By Ben Hayward | Spanish Football Editor
After the storm came calm. Barcelona and Real Madrid players put their differences to one side and united for the good of their country this summer, going on to claim an unprecedented third consecutive major title for Spain with success at Euro 2012.
But just 10 days later, the Clasico clashes were back in the news once again - a whole month ahead of the new season.
The Spanish Football Federation (RFEF) met on Tuesday to finalise La Liga's calendar for the coming campaign and, even more significantly, discuss disciplinary decisions from 2011-12. The conclusion raised eyebrows: Jose Mourinho was off the hook. And so was Tito Vilanova.
|MOU & TITO: THE STORY SO FAR
But as the seconds ticked away, tensions boiled over on the touchline: Marcelo scythed down Fabregas and an unseemly melee ensued. Amid the chaos, Mourinho extended his right arm and gouged Barca assistant coach Vilanova in the eye. The act was captured on camera and in the press conference in the bowels of Europe's largest stadium, once Jose's home, the Portuguese pleaded ignorance. "I don't who this 'Pito' Vilanova is," he claimed. There were some sniggers and shaking of heads. Few believed him. And Pep Guardiola later replied: "How can he not know who he is? I know who [Madrid assistant Aitor] Karanka is ..."
Mourinho subsequently received a two-match ban for his antics, with Vilanova (who would later become Barcelona's coach following the decision by Guardiola to step down in the summer) suspended for one game following his retaliation as he slapped the Portuguese around the back of the head.
Mourinho, then, would miss both the Spanish Supercopa clashes against Barca - and Vilanova - in August. The two teams would meet on the pitch, but the protagonists from last August would be far removed from the action.
Not now, however. Absolved from blame by the RFEF, Mourinho will sit on the bench at the scene of the crime, Camp Nou, when the two teams meet next month. And Barcelona are furious.
"We are angry, we do not agree with the Spanish Federation's decision," Barca spokesman Toni Freixa said on Wednesday.

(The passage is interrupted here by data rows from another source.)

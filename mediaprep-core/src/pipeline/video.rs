use std::path::{Path, PathBuf};

use anyhow::Context as _;

use crate::{
    assets::codec::ensure_parent_dir,
    encode::{
        ffmpeg::{
            FfmpegTool, HlsConfig, HlsPreset, fallback_mp4_args, faststart_mp4_args, hls_args,
            playlist_path, poster_args,
        },
        hls::fix_target_duration,
    },
    foundation::error::{MediaprepError, MediaprepResult},
};

/// Extensions accepted when the configured source video is missing.
pub const VIDEO_EXTENSIONS: &[&str] = &["mp4", "webm", "mov"];

/// Segment a video into an HLS playlist under `out_dir`.
pub fn convert_to_hls(
    tool: &FfmpegTool,
    input: &Path,
    out_dir: &Path,
    cfg: &HlsConfig,
) -> MediaprepResult<PathBuf> {
    if !input.is_file() {
        return Err(MediaprepError::not_found(input));
    }
    let args = hls_args(input, out_dir, cfg)?;
    std::fs::create_dir_all(out_dir)
        .with_context(|| format!("create hls directory '{}'", out_dir.display()))?;
    tool.run(&args)?;
    Ok(playlist_path(out_dir))
}

/// Re-encode to a fast-start MP4 without audio.
pub fn convert_to_faststart_mp4(
    tool: &FfmpegTool,
    input: &Path,
    output: &Path,
) -> MediaprepResult<()> {
    if !input.is_file() {
        return Err(MediaprepError::not_found(input));
    }
    ensure_parent_dir(output)?;
    tool.run(&faststart_mp4_args(input, output))
}

/// Paths and knobs for the hero background video job.
#[derive(Clone, Debug, PartialEq)]
pub struct HeroJob {
    pub input: PathBuf,
    pub hls_dir: PathBuf,
    pub fallback_mp4: PathBuf,
    pub poster: PathBuf,
    pub segment_time: f64,
    pub fallback_duration_secs: u32,
}

impl HeroJob {
    /// Standard layout inside a site's `public/videos` directory.
    pub fn in_videos_dir(videos_dir: &Path) -> Self {
        Self {
            input: videos_dir.join("hero-optimized.webm"),
            hls_dir: videos_dir.join("hls"),
            fallback_mp4: videos_dir.join("hero-inline.mp4"),
            poster: videos_dir.join("hero-poster.jpg"),
            segment_time: 0.5,
            fallback_duration_secs: 12,
        }
    }

    pub fn hls_config(&self) -> HlsConfig {
        HlsConfig {
            preset: HlsPreset::Hero,
            segment_time: self.segment_time,
        }
    }

    pub fn validate(&self) -> MediaprepResult<()> {
        self.hls_config().validate()?;
        if self.fallback_duration_secs == 0 {
            return Err(MediaprepError::invalid_argument(
                "fallback mp4 duration must be non-zero",
            ));
        }
        Ok(())
    }
}

#[derive(Clone, Debug, PartialEq, Eq)]
pub enum StageOutcome {
    Completed,
    Skipped(String),
    Failed(String),
}

impl StageOutcome {
    pub fn is_failed(&self) -> bool {
        matches!(self, Self::Failed(_))
    }
}

#[derive(Clone, Debug)]
pub struct HeroReport {
    /// Source actually used (may differ from the configured one).
    pub input: PathBuf,
    pub playlist: PathBuf,
    pub stale_files_removed: usize,
    pub target_duration: Option<u64>,
    pub manifest: StageOutcome,
    pub fallback_mp4: StageOutcome,
    pub poster: StageOutcome,
}

impl HeroReport {
    pub fn has_failures(&self) -> bool {
        [&self.manifest, &self.fallback_mp4, &self.poster]
            .iter()
            .any(|s| s.is_failed())
    }
}

/// Configured input if present, else the first video (by name) next to it.
///
/// Paths in `exclude` (the job's own outputs) are never picked as a fallback.
pub fn resolve_input(input: &Path, exclude: &[&Path]) -> MediaprepResult<PathBuf> {
    if input.is_file() {
        return Ok(input.to_path_buf());
    }
    tracing::warn!("input file not found at {}", input.display());

    let dir = match input.parent() {
        Some(p) if !p.as_os_str().is_empty() => p,
        _ => Path::new("."),
    };
    let Ok(entries) = std::fs::read_dir(dir) else {
        return Err(MediaprepError::not_found(input));
    };

    let mut candidates: Vec<PathBuf> = entries
        .filter_map(Result::ok)
        .map(|e| e.path())
        .filter(|p| p.is_file() && has_video_extension(p))
        .filter(|p| !exclude.contains(&p.as_path()))
        .collect();
    candidates.sort();

    let found = candidates
        .into_iter()
        .next()
        .ok_or_else(|| MediaprepError::not_found(input))?;
    tracing::info!("found alternative video: {}", found.display());
    Ok(found)
}

fn has_video_extension(path: &Path) -> bool {
    path.extension()
        .and_then(|e| e.to_str())
        .is_some_and(|e| VIDEO_EXTENSIONS.iter().any(|v| e.eq_ignore_ascii_case(v)))
}

/// Create `dir` and delete the regular files in it. Subdirectories are kept.
///
/// Returns how many files were removed; per-file failures are logged.
pub fn clear_directory_files(dir: &Path) -> MediaprepResult<usize> {
    std::fs::create_dir_all(dir)
        .with_context(|| format!("create directory '{}'", dir.display()))?;
    let entries =
        std::fs::read_dir(dir).with_context(|| format!("list directory '{}'", dir.display()))?;

    let mut removed = 0usize;
    for path in entries.filter_map(Result::ok).map(|e| e.path()) {
        if !path.is_file() {
            continue;
        }
        match std::fs::remove_file(&path) {
            Ok(()) => removed += 1,
            Err(e) => tracing::warn!("error deleting {}: {e}", path.display()),
        }
    }
    Ok(removed)
}

/// HLS segments, then best-effort manifest fix, fallback MP4 and poster frame.
///
/// Only input resolution and the HLS encode are fatal. Later stages are
/// recorded in the report and logged.
#[tracing::instrument(skip(tool, job), fields(input = %job.input.display()))]
pub fn run_hero_pipeline(tool: &FfmpegTool, job: &HeroJob) -> MediaprepResult<HeroReport> {
    job.validate()?;
    let input = resolve_input(&job.input, &[job.fallback_mp4.as_path()])?;

    tracing::info!("cleaning up old segments in {}", job.hls_dir.display());
    let stale_files_removed = clear_directory_files(&job.hls_dir)?;

    tracing::info!("running ffmpeg for HLS");
    let playlist = convert_to_hls(tool, &input, &job.hls_dir, &job.hls_config())?;
    tracing::info!("video splitting completed");

    let (manifest, target_duration) = match fix_target_duration(&playlist) {
        Ok(Some(target)) => {
            tracing::info!("adjusted TARGETDURATION to {target}");
            (StageOutcome::Completed, Some(target))
        }
        Ok(None) => (
            StageOutcome::Skipped("no segment durations in manifest".to_string()),
            None,
        ),
        Err(e) if e.is_not_found() => {
            tracing::warn!("{} not found for post-processing", playlist.display());
            (StageOutcome::Failed(e.to_string()), None)
        }
        Err(e) => {
            tracing::warn!("manifest post-processing failed: {e:#}");
            (StageOutcome::Failed(format!("{e:#}")), None)
        }
    };

    tracing::info!("generating fallback MP4 for browsers without HLS support");
    let fallback_mp4 = run_stage(
        tool,
        &job.fallback_mp4,
        fallback_mp4_args(&input, &job.fallback_mp4, job.fallback_duration_secs),
    );

    let poster = if fallback_mp4.is_failed() {
        tracing::warn!("skipping poster image: fallback MP4 was not generated");
        StageOutcome::Skipped("fallback mp4 unavailable".to_string())
    } else {
        tracing::info!("generating poster image from first frame");
        run_stage(
            tool,
            &job.poster,
            poster_args(&job.fallback_mp4, &job.poster),
        )
    };

    Ok(HeroReport {
        input,
        playlist,
        stale_files_removed,
        target_duration,
        manifest,
        fallback_mp4,
        poster,
    })
}

fn run_stage(tool: &FfmpegTool, output: &Path, args: Vec<std::ffi::OsString>) -> StageOutcome {
    let result = ensure_parent_dir(output).and_then(|()| tool.run(&args));
    match result {
        Ok(()) => {
            tracing::info!("generated {}", output.display());
            StageOutcome::Completed
        }
        Err(e) => {
            tracing::error!("error generating {}: {e:#}", output.display());
            StageOutcome::Failed(format!("{e:#}"))
        }
    }
}

#[cfg(test)]
#[path = "../../tests/unit/pipeline/video.rs"]
mod tests;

"We believe that an aggression like Mourinho's should not go unpunished," Freixa added. He also described the Portuguese's actions as "treacherous", "very serious" and remembered they had been "witnessed by the whole world."
"Shameless," screamed El Mundo Deportivo the day after the decision, while Sport said Vilanova would meet his "aggressor" in the Spanish Supercopa series. Joan Laporta also criticised Mourinho for his actions, but claimed the rules must be respected.
During his mandate, it is unlikely Mourinho would have gone unpunished. Laporta enjoyed - and continues to preserve - a warm relationship with the RFEF and president Angel Maria Villar. His predecessor, Sandro Rosell, has fewer ties with Spain's Football Federation - and it shows here.
Johan Cruyff, elected honorary president by Barca and then removed by Rosell, believes the current chief has been weak when he should have defended the club with greater authority and conviction. Madrid, meanwhile, say Barca have got away with plenty of infractions in the past. The Catalans claim in turn that they have never committed comparable crimes or such sins as the one perpetrated by Mourinho.
So the new season may still be weeks away, but tension is mounting and rivalries renewed - the perfect picture of Spanish harmony at Euro 2012 is now well and truly in the past. Clasico clashes, La Liga, a Spanish Supercopa sequel and a remarkable roller-coaster ride all await in the coming weeks. And the pointing of fingers has already begun.